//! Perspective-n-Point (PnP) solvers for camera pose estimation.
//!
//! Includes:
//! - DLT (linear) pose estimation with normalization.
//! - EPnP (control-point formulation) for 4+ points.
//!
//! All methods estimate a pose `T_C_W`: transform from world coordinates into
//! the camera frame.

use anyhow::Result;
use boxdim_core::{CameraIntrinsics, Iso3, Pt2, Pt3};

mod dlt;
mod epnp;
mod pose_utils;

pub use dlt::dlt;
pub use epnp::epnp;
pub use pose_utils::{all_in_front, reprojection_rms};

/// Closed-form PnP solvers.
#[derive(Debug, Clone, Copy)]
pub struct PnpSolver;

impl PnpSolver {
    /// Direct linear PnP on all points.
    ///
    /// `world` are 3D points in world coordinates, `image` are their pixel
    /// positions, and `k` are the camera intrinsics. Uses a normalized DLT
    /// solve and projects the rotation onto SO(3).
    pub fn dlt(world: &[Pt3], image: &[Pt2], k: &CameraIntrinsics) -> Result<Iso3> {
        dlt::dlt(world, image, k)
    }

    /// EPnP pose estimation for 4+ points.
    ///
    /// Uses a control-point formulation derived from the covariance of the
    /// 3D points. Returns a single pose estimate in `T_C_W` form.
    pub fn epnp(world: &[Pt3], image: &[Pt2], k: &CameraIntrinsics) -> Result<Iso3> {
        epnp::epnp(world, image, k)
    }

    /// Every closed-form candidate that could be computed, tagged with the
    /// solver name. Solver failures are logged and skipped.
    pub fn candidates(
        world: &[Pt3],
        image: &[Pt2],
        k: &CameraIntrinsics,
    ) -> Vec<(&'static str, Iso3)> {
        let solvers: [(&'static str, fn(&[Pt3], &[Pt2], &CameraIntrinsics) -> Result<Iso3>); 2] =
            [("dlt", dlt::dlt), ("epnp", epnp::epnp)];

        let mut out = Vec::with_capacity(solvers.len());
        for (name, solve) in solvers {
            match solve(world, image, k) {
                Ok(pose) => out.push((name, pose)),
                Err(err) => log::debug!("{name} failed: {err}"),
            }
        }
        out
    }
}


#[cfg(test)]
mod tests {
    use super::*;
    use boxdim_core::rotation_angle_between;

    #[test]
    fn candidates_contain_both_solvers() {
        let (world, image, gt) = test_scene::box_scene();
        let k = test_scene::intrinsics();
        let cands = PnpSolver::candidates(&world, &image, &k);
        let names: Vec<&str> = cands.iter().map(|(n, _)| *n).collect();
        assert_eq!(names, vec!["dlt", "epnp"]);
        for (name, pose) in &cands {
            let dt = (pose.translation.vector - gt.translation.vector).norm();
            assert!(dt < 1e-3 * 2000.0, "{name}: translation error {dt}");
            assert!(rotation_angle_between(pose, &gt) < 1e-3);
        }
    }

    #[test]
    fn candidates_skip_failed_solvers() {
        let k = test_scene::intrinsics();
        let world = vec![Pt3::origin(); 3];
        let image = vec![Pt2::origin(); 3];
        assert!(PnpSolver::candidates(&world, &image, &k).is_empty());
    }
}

### WORK TASK
All of the records shown above should be reproduced exactly.

### ANSWER BOX
//! Perspective-n-Point (PnP) solvers for camera pose estimation.
//!
//! Includes:
//! - DLT (linear) pose estimation with normalization.
//! - EPnP (control-point formulation) for 4+ points.
//!
//! All methods estimate a pose `T_C_W`: transform from world coordinates into
//! the camera frame.

use anyhow::Result;
use boxdim_core::{CameraIntrinsics, Iso3, Pt2, Pt3};

mod dlt;
mod epnp;
mod pose_utils;

pub use dlt::dlt;
pub use epnp::epnp;
pub use pose_utils::{all_in_front, reprojection_rms};

/// Closed-form PnP solvers.
#[derive(Debug, Clone, Copy)]
pub struct PnpSolver;

impl PnpSolver {
    /// Direct linear PnP on all points.
    ///
    /// `world` are 3D points in world coordinates, `image` are their pixel
    /// positions, and `k` are the camera intrinsics. Uses a normalized DLT
    /// solve and projects the rotation onto SO(3).
    pub fn dlt(world: &[Pt3], image: &[Pt2], k: &CameraIntrinsics) -> Result<Iso3> {
        dlt::dlt(world, image, k)
    }

    /// EPnP pose estimation for 4+ points.
    ///
    /// Uses a control-point formulation derived from the covariance of the
    /// 3D points. Returns a single pose estimate in `T_C_W` form.
    pub fn epnp(world: &[Pt3], image: &[Pt2], k: &CameraIntrinsics) -> Result<Iso3> {
        epnp::epnp(world, image, k)
    }

    /// Every closed-form candidate that could be computed, tagged with the
    /// solver name. Solver failures are logged and skipped.
    pub fn candidates(
        world: &[Pt3],
        image: &[Pt2],
        k: &CameraIntrinsics,
    ) -> Vec<(&'static str, Iso3)> {
        let solvers: [(&'static str, fn(&[Pt3], &[Pt2], &CameraIntrinsics) -> Result<Iso3>); 2] =
            [("dlt", dlt::dlt), ("epnp", epnp::epnp)];

        let mut out = Vec::with_capacity(solvers.len());
        for (name, solve) in solvers {
            match solve(world, image, k) {
                Ok(pose) => out.push((name, pose)),
                Err(err) => log::debug!("{name} failed: {err}"),
            }
        }
        out
    }
}


#[cfg(test)]
mod tests {
    use super::*;
    use boxdim_core::rotation_angle_between;

    #[test]
    fn candidates_contain_both_solvers() {
        let (world, image, gt) = test_scene::box_scene();
        let k = test_scene::intrinsics();
        let cands = PnpSolver::candidates(&world, &image, &k);
        let names: Vec<&str> = cands.iter().map(|(n, _)| *n).collect();
        assert_eq!(names, vec!["dlt", "epnp"]);
        for (name, pose) in &cands {
            let dt = (pose.translation.vector - gt.translation.vector).norm();
            assert!(dt < 1e-3 * 2000.0, "{name}: translation error {dt}");
            assert!(rotation_angle_between(pose, &gt) < 1e-3);
        }
    }

    #[test]
    fn candidates_skip_failed_solvers() {
        let k = test_scene::intrinsics();
        let world = vec![Pt3::origin(); 3];
        let image = vec![Pt2::origin(); 3];
        assert!(PnpSolver::candidates(&world, &image, &k).is_empty());
    }
}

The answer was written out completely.